A boy’s snow-ski grinds to a halt on the mountainside. As he tries to get it going again, he sees an Indian running away from a nearby stand of trees. Going to investigate he discovers the bloodied body of a small blond girl (Ginny). News breaks of this discovery at Jerry Black’s retirement party – he’s retiring from the homicide squad to spend his leisure time fishing. The detective insists on taking the call, and ends up having to tell the child’s parents of their loss. Black promises the child’s mother that he will find Ginny’s killer.
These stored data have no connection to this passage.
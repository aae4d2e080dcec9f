//! Single-slot, self-dismissing user feedback

use crate::domain::{Notification, NotificationKind};
use std::sync::atomic::{AtomicU64, Ordering};
use std::sync::{Arc, Mutex, Weak};
use std::time::Duration;
use tokio::sync::watch;
use tokio::task::JoinHandle;

struct Inner {
    tx: watch::Sender<Option<Notification>>,
    delay: Duration,
    generation: AtomicU64,
    dismissal: Mutex<Option<JoinHandle<()>>>,
}

/// Holds at most one visible notification. The newest `show` wins and
/// restarts the dismissal timer.
///
/// Must be used from within a tokio runtime.
#[derive(Clone)]
pub struct Notifier {
    inner: Arc<Inner>,
}

impl Notifier {
    pub fn new(delay: Duration) -> Self {
        let (tx, _) = watch::channel(None);
        Notifier {
            inner: Arc::new(Inner {
                tx,
                delay,
                generation: AtomicU64::new(0),
                dismissal: Mutex::new(None),
            }),
        }
    }

    pub fn show(&self, message: impl Into<String>, kind: NotificationKind) {
        let notification = Notification {
            message: message.into(),
            kind,
        };
        let generation = self.inner.generation.fetch_add(1, Ordering::SeqCst) + 1;
        self.inner.tx.send_replace(Some(notification));

        let weak: Weak<Inner> = Arc::downgrade(&self.inner);
        let delay = self.inner.delay;
        let handle = tokio::spawn(async move {
            tokio::time::sleep(delay).await;
            if let Some(inner) = weak.upgrade() {
                inner.tx.send_if_modified(|slot| {
                    if inner.generation.load(Ordering::SeqCst) == generation && slot.is_some() {
                        *slot = None;
                        true
                    } else {
                        false
                    }
                });
            }
        });

        let mut dismissal = self
            .inner
            .dismissal
            .lock()
            .unwrap_or_else(|poisoned| poisoned.into_inner());
        if let Some(previous) = dismissal.replace(handle) {
            previous.abort();
        }
    }

    pub fn success(&self, message: impl Into<String>) {
        self.show(message, NotificationKind::Success);
    }

    pub fn error(&self, message: impl Into<String>) {
        self.show(message, NotificationKind::Error);
    }

    /// The visible notification, if any
    pub fn current(&self) -> Option<Notification> {
        self.inner.tx.borrow().clone()
    }

    /// Observe notifications as they appear and disappear
    pub fn subscribe(&self) -> watch::Receiver<Option<Notification>> {
        self.inner.tx.subscribe()
    }
}
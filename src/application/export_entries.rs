//! Export entries use case

use crate::domain::{Entry, ExportFormat};
use crate::error::Result;
use crate::infrastructure::download::save_export;
use std::path::{Path, PathBuf};

/// Service for writing the live list out as a downloadable artifact
pub struct ExportService;

impl ExportService {
    /// Render `entries` in list order and save them under the format's
    /// fixed filename in `out_dir`
    pub async fn execute(entries: &[Entry], format: ExportFormat, out_dir: &Path) -> Result<PathBuf> {
        let contents = format.render(entries)?;
        save_export(out_dir, format, &contents).await
    }
}
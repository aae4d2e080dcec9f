//! Document store boundary
//!
//! A store holds collections of entries addressed by a slash-separated
//! [`CollectionPath`]. Every implementation assigns ids and creation
//! timestamps itself and publishes snapshots sorted newest first.

pub mod file;
pub mod memory;

pub use file::FileStore;
pub use memory::MemoryStore;

use crate::domain::{Entry, EntryId, EntryRecord};
use crate::error::{Result, StoryError};
use crate::infrastructure::{Config, StoreBackend, Workspace};
use async_trait::async_trait;
use futures::stream::BoxStream;
use regex::Regex;
use std::fmt;
use std::sync::{Arc, OnceLock};

/// Stream of full collection snapshots. The first item is the current state.
pub type SnapshotStream = BoxStream<'static, Result<Vec<Entry>>>;

pub(crate) const CLOSED_MESSAGE: &str = "store is closed";

fn segment_regex() -> &'static Regex {
    static REGEX: OnceLock<Regex> = OnceLock::new();
    REGEX.get_or_init(|| Regex::new(r"^[A-Za-z0-9_.-]+$").unwrap())
}

/// Validated slash-separated location of a collection
#[derive(Debug, Clone, PartialEq, Eq, Hash, PartialOrd, Ord)]
pub struct CollectionPath {
    segments: Vec<String>,
}

impl CollectionPath {
    pub fn parse(path: &str) -> Result<Self> {
        let segments: Vec<String> = path.split('/').map(str::to_string).collect();

        for segment in &segments {
            if segment == "." || segment == ".." || !segment_regex().is_match(segment) {
                return Err(StoryError::Config(format!(
                    "Invalid collection path '{}': segment '{}' must match [A-Za-z0-9_.-]+",
                    path, segment
                )));
            }
        }

        Ok(CollectionPath { segments })
    }

    /// `artifacts/<app_id>/public/data/<collection>` when an app id is set,
    /// otherwise the bare collection name
    pub fn for_collection(collection: &str, app_id: Option<&str>) -> Result<Self> {
        match app_id {
            Some(app_id) => {
                Self::validate_app_id(app_id)?;
                Self::parse(&format!(
                    "artifacts/{}/public/data/{}",
                    app_id, collection
                ))
            }
            None => Self::parse(collection),
        }
    }

    /// An app id becomes exactly one segment of the collection path
    pub fn validate_app_id(app_id: &str) -> Result<()> {
        if app_id.contains('/') {
            return Err(StoryError::Config(format!(
                "Invalid app id '{}': must not contain '/'",
                app_id
            )));
        }
        Self::parse(app_id).map(|_| ())
    }

    pub fn segments(&self) -> &[String] {
        &self.segments
    }
}

impl fmt::Display for CollectionPath {
    fn fmt(&self, f: &mut fmt::Formatter<'_>) -> fmt::Result {
        f.write_str(&self.segments.join("/"))
    }
}

/// Abstract document store
#[async_trait]
pub trait DocumentStore: Send + Sync {
    /// Insert a record; the store assigns its id and creation time
    async fn add(&self, collection: &CollectionPath, record: EntryRecord) -> Result<EntryId>;

    /// Delete by id; deleting a missing id succeeds
    async fn delete(&self, collection: &CollectionPath, id: &EntryId) -> Result<()>;

    /// Live snapshots of a collection, newest first
    fn watch(&self, collection: &CollectionPath) -> SnapshotStream;

    /// End the store lifecycle. Later calls fail and open watches end.
    async fn close(&self) -> Result<()>;
}

/// Connect to the store selected by the configuration
pub fn connect(config: &Config, workspace: &Workspace) -> Arc<dyn DocumentStore> {
    match config.backend {
        StoreBackend::File => Arc::new(FileStore::new(
            workspace.store_dir(),
            config.poll_interval(),
        )),
        StoreBackend::Memory => Arc::new(MemoryStore::new()),
    }
}
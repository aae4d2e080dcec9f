//! In-progress entry form

use crate::domain::image::mime_for_path;
use crate::domain::{EntryDraft, Grade, ImageData};
use crate::error::{Result, StoryError};
use crate::infrastructure::Config;
use std::path::Path;
use tokio::fs;
use tracing::debug;

/// One draft being edited, plus its submission status
#[derive(Debug, Clone)]
pub struct FormState {
    grade: Grade,
    sentence: String,
    image: Option<ImageData>,
    default_grade: Grade,
    max_image_bytes: u64,
    submitting: bool,
}

impl FormState {
    pub fn new(default_grade: Grade, max_image_bytes: u64) -> Self {
        FormState {
            grade: default_grade,
            sentence: String::new(),
            image: None,
            default_grade,
            max_image_bytes,
            submitting: false,
        }
    }

    pub fn from_config(config: &Config) -> Self {
        Self::new(config.default_grade, config.max_image_bytes)
    }

    pub fn grade(&self) -> Grade {
        self.grade
    }

    pub fn sentence(&self) -> &str {
        &self.sentence
    }

    pub fn image(&self) -> Option<&ImageData> {
        self.image.as_ref()
    }

    pub fn is_submitting(&self) -> bool {
        self.submitting
    }

    /// Mark the form as submitting until the returned guard is dropped,
    /// including when the submitting future is cancelled
    pub(crate) fn begin_submit(&mut self) -> SubmitGuard<'_> {
        self.submitting = true;
        SubmitGuard { form: self }
    }

    pub fn set_grade(&mut self, grade: Grade) {
        self.grade = grade;
    }

    pub fn set_sentence(&mut self, sentence: impl Into<String>) {
        self.sentence = sentence.into();
    }

    /// Message shown when a file exceeds the ceiling
    pub fn too_large_message(&self) -> String {
        format!("Image too large! Keep under {}KB.", self.max_image_bytes / 1024)
    }

    /// Load an image file into the form, replacing any previous image.
    ///
    /// The size ceiling is checked against file metadata before reading; on
    /// any failure the current image is left untouched.
    pub async fn set_image(&mut self, path: &Path) -> Result<()> {
        let metadata = fs::metadata(path).await.map_err(|e| {
            if e.kind() == std::io::ErrorKind::NotFound {
                StoryError::Validation(format!("Image not found: {}", path.display()))
            } else {
                StoryError::Io(e)
            }
        })?;

        if !metadata.is_file() {
            return Err(StoryError::Validation(format!(
                "Not an image file: {}",
                path.display()
            )));
        }
        if metadata.len() > self.max_image_bytes {
            return Err(StoryError::Validation(self.too_large_message()));
        }

        let mime = mime_for_path(path).ok_or_else(|| {
            StoryError::Validation(format!("Unsupported image type: {}", path.display()))
        })?;

        let bytes = fs::read(path).await?;
        debug!(path = %path.display(), bytes = bytes.len(), mime, "image attached");
        self.image = Some(ImageData::encode(&bytes, mime));
        Ok(())
    }

    #[cfg(test)]
    pub(crate) fn set_image_data_for_test(&mut self, image: ImageData) {
        self.image = Some(image);
    }

    pub fn clear_image(&mut self) {
        self.image = None;
    }

    /// Back to the default grade with no sentence and no image
    pub fn reset(&mut self) {
        self.grade = self.default_grade;
        self.sentence.clear();
        self.image = None;
    }

    /// Snapshot of the current fields as a draft
    pub fn draft(&self) -> EntryDraft {
        EntryDraft::new(self.grade, self.sentence.clone(), self.image.clone())
    }
}

/// Clears the submitting flag on drop
pub(crate) struct SubmitGuard<'a> {
    form: &'a mut FormState,
}

impl Drop for SubmitGuard<'_> {
    fn drop(&mut self) {
        self.form.submitting = false;
    }
}
//! JSON and CSV projections of the entry list

use crate::domain::{Entry, Grade};
use crate::error::{Result, StoryError};
use serde::{Deserialize, Serialize};
use std::str::FromStr;

pub const IMAGE_CONTEXT: &str = "Image provided separately";

const CSV_HEADERS: [&str; 4] = ["ID", "Grade", "Sentence", "Image_Base64"];
const CSV_IMAGE_PREVIEW_CHARS: usize = 50;

/// Supported export artifacts
#[derive(Debug, Clone, Copy, PartialEq, Eq)]
pub enum ExportFormat {
    Json,
    Csv,
}

impl ExportFormat {
    pub fn filename(&self) -> &'static str {
        match self {
            ExportFormat::Json => "sinhala_sentence_training.json",
            ExportFormat::Csv => "dataset_simple.csv",
        }
    }

    pub fn mime_type(&self) -> &'static str {
        match self {
            ExportFormat::Json => "application/json",
            ExportFormat::Csv => "text/csv",
        }
    }

    /// Render entries in this format
    pub fn render(&self, entries: &[Entry]) -> Result<String> {
        match self {
            ExportFormat::Json => to_json(entries),
            ExportFormat::Csv => Ok(to_csv(entries)),
        }
    }
}

impl FromStr for ExportFormat {
    type Err = StoryError;

    fn from_str(s: &str) -> std::result::Result<Self, Self::Err> {
        match s.to_lowercase().as_str() {
            "json" => Ok(ExportFormat::Json),
            "csv" => Ok(ExportFormat::Csv),
            _ => Err(StoryError::Config(format!(
                "Invalid export format: '{}'. Valid formats are: json, csv",
                s
            ))),
        }
    }
}

/// One training example in the JSON export
#[derive(Debug, Clone, PartialEq, Eq, Serialize, Deserialize)]
pub struct TrainingExample {
    pub input: TrainingInput,
    pub output: TrainingOutput,
}

#[derive(Debug, Clone, PartialEq, Eq, Serialize, Deserialize)]
pub struct TrainingInput {
    pub image_context: String,
    pub grade_level: Grade,
}

#[derive(Debug, Clone, PartialEq, Eq, Serialize, Deserialize)]
pub struct TrainingOutput {
    pub sentence: String,
}

impl From<&Entry> for TrainingExample {
    fn from(entry: &Entry) -> Self {
        TrainingExample {
            input: TrainingInput {
                image_context: IMAGE_CONTEXT.to_string(),
                grade_level: entry.grade,
            },
            output: TrainingOutput {
                sentence: entry.sentence.clone(),
            },
        }
    }
}

/// Pretty-printed (two-space indent) array of training examples, in list order
pub fn to_json(entries: &[Entry]) -> Result<String> {
    let examples: Vec<TrainingExample> = entries.iter().map(TrainingExample::from).collect();
    Ok(serde_json::to_string_pretty(&examples)?)
}

/// Four-column CSV with a header row.
///
/// Sentence and image cells are wrapped in double quotes but their contents
/// are not escaped, so a sentence containing `"` or `,` yields a malformed row.
pub fn to_csv(entries: &[Entry]) -> String {
    let mut lines = Vec::with_capacity(entries.len() + 1);
    lines.push(CSV_HEADERS.join(","));

    for entry in entries {
        lines.push(
            [
                entry.id.to_string(),
                entry.grade.to_string(),
                format!("\"{}\"", entry.sentence),
                format!("\"{}\"", entry.image_data.preview(CSV_IMAGE_PREVIEW_CHARS)),
            ]
            .join(","),
        );
    }

    lines.join("\n")
}

#[cfg(test)]
mod tests {
    use super::*;
    use crate::domain::{EntryId, ImageData};
    use chrono::{TimeZone, Utc};

    fn entry(id: &str, grade: Grade, sentence: &str, image: ImageData) -> Entry {
        Entry {
            id: EntryId::new(id),
            grade,
            sentence: sentence.to_string(),
            image_data: image,
            created_at: Utc.timestamp_opt(1_700_000_000, 0).unwrap(),
            author_id: None,
        }
    }

    #[test]
    fn test_json_shape_and_key_order() {
        let entries = vec![entry(
            "a1",
            Grade::Grade2,
            "ළමයි සෙල්ලම් කරනවා.",
            ImageData::encode(b"png", "image/png"),
        )];
        let json = to_json(&entries).unwrap();

        let expected = "[\n  {\n    \"input\": {\n      \"image_context\": \"Image provided separately\",\n      \"grade_level\": \"Grade 2\"\n    },\n    \"output\": {\n      \"sentence\": \"ළමයි සෙල්ලම් කරනවා.\"\n    }\n  }\n]";
        assert_eq!(json, expected);
    }

    #[test]
    fn test_json_round_trip_preserves_order() {
        let image = ImageData::encode(b"x", "image/png");
        let entries = vec![
            entry("a", Grade::Grade1, "first", image.clone()),
            entry("b", Grade::Grade4, "second", image.clone()),
            entry("c", Grade::Grade5, "third", image),
        ];
        let parsed: Vec<TrainingExample> = serde_json::from_str(&to_json(&entries).unwrap()).unwrap();
        assert_eq!(parsed.len(), entries.len());
        for (example, entry) in parsed.iter().zip(&entries) {
            assert_eq!(example.output.sentence, entry.sentence);
            assert_eq!(example.input.grade_level, entry.grade);
        }
    }

    #[test]
    fn test_json_empty_list() {
        assert_eq!(to_json(&[]).unwrap(), "[]");
    }

    #[test]
    fn test_csv_rows() {
        let image = ImageData::encode(&[1u8; 120], "image/png");
        let entries = vec![entry("id1", Grade::Grade3, "hello there", image.clone())];
        let csv = to_csv(&entries);
        let lines: Vec<&str> = csv.split('\n').collect();
        assert_eq!(lines[0], "ID,Grade,Sentence,Image_Base64");
        assert_eq!(
            lines[1],
            format!("id1,Grade 3,\"hello there\",\"{}\"", image.preview(50))
        );
        assert!(!csv.ends_with('\n'));
    }

    #[test]
    fn test_csv_missing_image_placeholder() {
        let entries = vec![entry("z", Grade::Grade1, "s", ImageData::from_data_url(""))];
        assert!(to_csv(&entries).ends_with("\"No Image\""));
    }

    #[test]
    fn test_csv_does_not_escape_quotes_or_commas() {
        let image = ImageData::encode(b"x", "image/png");
        let entries = vec![entry("q", Grade::Grade1, "he said \"hi\", then left", image)];
        let csv = to_csv(&entries);
        assert!(csv.contains("\"he said \"hi\", then left\""));
    }

    #[test]
    fn test_csv_header_only_when_empty() {
        assert_eq!(to_csv(&[]), "ID,Grade,Sentence,Image_Base64");
    }

    #[test]
    fn test_format_metadata() {
        assert_eq!(ExportFormat::Json.filename(), "sinhala_sentence_training.json");
        assert_eq!(ExportFormat::Json.mime_type(), "application/json");
        assert_eq!(ExportFormat::Csv.filename(), "dataset_simple.csv");
        assert_eq!(ExportFormat::Csv.mime_type(), "text/csv");
        assert_eq!(ExportFormat::from_str("CSV").unwrap(), ExportFormat::Csv);
        assert!(ExportFormat::from_str("xml").is_err());
    }
}
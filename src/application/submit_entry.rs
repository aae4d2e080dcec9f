//! Submit entry use case

use crate::application::{FormState, Notifier};
use crate::domain::EntryId;
use crate::error::{Result, StoryError};
use crate::infrastructure::EntryRepository;
use std::path::Path;
use tracing::{info, warn};

pub const SAVED_MESSAGE: &str = "Saved successfully!";
pub const SAVE_FAILED_MESSAGE: &str = "Save failed.";
const IN_PROGRESS_MESSAGE: &str = "A submission is already in progress.";

/// Service for attaching images and persisting the form's draft
pub struct SubmitEntryService {
    repository: EntryRepository,
    notifier: Notifier,
}

impl SubmitEntryService {
    pub fn new(repository: EntryRepository, notifier: Notifier) -> Self {
        SubmitEntryService {
            repository,
            notifier,
        }
    }

    /// Load an image into the form, surfacing rejections as notifications
    pub async fn attach_image(&self, form: &mut FormState, path: &Path) -> Result<()> {
        let result = form.set_image(path).await;
        if let Err(e) = &result {
            self.notifier.error(notification_text(e));
        }
        result
    }

    /// Persist the draft. On success the form is reset; on failure it is
    /// left as-is so the user can retry.
    pub async fn execute(&self, form: &mut FormState) -> Result<EntryId> {
        if form.is_submitting() {
            return Err(StoryError::Validation(IN_PROGRESS_MESSAGE.to_string()));
        }

        let draft = form.draft();
        let guard = form.begin_submit();
        let result = self.repository.create(draft).await;
        drop(guard);

        match &result {
            Ok(id) => {
                info!(id = %id, grade = %form.grade(), "entry saved");
                self.notifier.success(SAVED_MESSAGE);
                form.reset();
            }
            Err(e @ StoryError::Validation(_)) => {
                self.notifier.error(notification_text(e));
            }
            Err(e) => {
                warn!(error = %e, "save failed");
                self.notifier.error(SAVE_FAILED_MESSAGE);
            }
        }

        result
    }
}

fn notification_text(error: &StoryError) -> String {
    error
        .notification_text()
        .map(str::to_string)
        .unwrap_or_else(|| error.to_string())
}
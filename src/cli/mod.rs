//! CLI layer - Command-line interface

pub mod commands;
pub mod output;
pub mod prompt;

pub use commands::{Cli, Commands};
pub use output::{format_entry_list, format_live_header, format_notification};
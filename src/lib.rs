//! storyset - Image + sentence dataset collector
//!
//! Collects images paired with a sentence and a grade
//! level into a document store, mirrors the collection live, and exports it
//! as JSON training data or CSV.

pub mod application;
pub mod cli;
pub mod domain;
pub mod error;
pub mod infrastructure;

pub use error::StoryError;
Back at the station, a mentally impaired Indian has been coerced into confessing to the crime by Black’s colleague Stan. Black isn’t happy with the confession,and visits Ginny’s grandmother, and school friend. The friend tells him of a picture Ginny drew of a giant who leaves behind tiny porcupine gifts. Black makes the connection between Ginny’s death and two other child deaths in the area during the past decade. After picking the brains of a psychiatrist, Black decides that the murderer will strike again, but his former commanding officer refuses to re-open the case.
Whilst finally taking his holiday, Black purchases a run down gas station/store – this just happens to be in the general region of these murders. He befriends the waitress (Lori) at a local bar and her daughter Chrissy. One night Lori arrives at his home for refuge after being beaten by her ex-husband. Black takes them in and cares for them, especially Chrissy. He becomes suspicious of the attentions of a local preacher, until Chrissy tells him about ‘the wizard’, who gives her tiny chocolate porcupines. Black makes Chrissy keep this a secret with him, and sets a trap for the wizard in a forest clearing with a police team. The next bit bears a twist, so if you don’t want to know, don’t read any further in this section. The wizard doesn’t appear, so the police leave, and tell Lori what’s been going on. She storms up and retrieves Chrissy, who eventually loses his marbles. Unbeknownst to all parties, the wizard is killed in a motor accident en route to the trap.
One day Sean Penn is going to make an absolutely brilliant film. Sadly, this isn’t it. He is growing, both as an actor (witness: “Dead Man Walking”, “Carlito’s Way”, and in Woody Allen’s “Sweet and Lowdown”), and as a director. His last directorial effort: “The Crossing Guard”, brought together Jack Nicholson and erstwhile real life partner Anjelica Huston in a very low key drama, which had real merit.
Nicholson gives the central performance to this film too, and a very good performance it is too. For one thing, you are not constantly aware of the fact that ‘this is Jack Nicholson acting’ – something which has been a bane in his most recent work. Neither is he hammy, as he can sometimes be (most notably in “The Witches of Eastwick” and “Batman”). In fact there is a lot of excellent acting on display here. Many unexpectedly well known faces appear. On reading the cast list you expect an ensemble piece (like “The Big Chill”), but the cast really provide telling cameos here (much like Robert Altman’s “The Player”). Vanessa Redgrave, Helen Mirren, Sam Shepard (showing distinct signs of age, sadly), Mickey Rourke (extra-ordinarily good here), Benicio Del Toro – all were wonderful. The weakest link in the acting stakes was Penn’s wife Robin (Lori), who was somewhat unconvincing.
The music accompanying the film was interesting, and not obtrusive; the cinematography was beautiful, some very pretty scenes were glimpsed (and one or two gory ones). The film is completed by its opening scene, thus closing the circle. Its all very clever, with plenty of attention to detail. (Mind you, Jack Nicholson is not a natural fly fisher – perhaps he should have studied with the Queen Mum for tips.)
And yet. And yet, it just doesn’t work. Its difficult to point a finger and say exactly why this should be. The pace is a little slow, and about 20 minutes or so could be excised without losing anything from the plot. Many of the points made are heavily laboured too. Perhaps the screenplay is a tad pedestrian, or maybe the original story is the problem. The end result is that the sum of the parts provides more than the whole.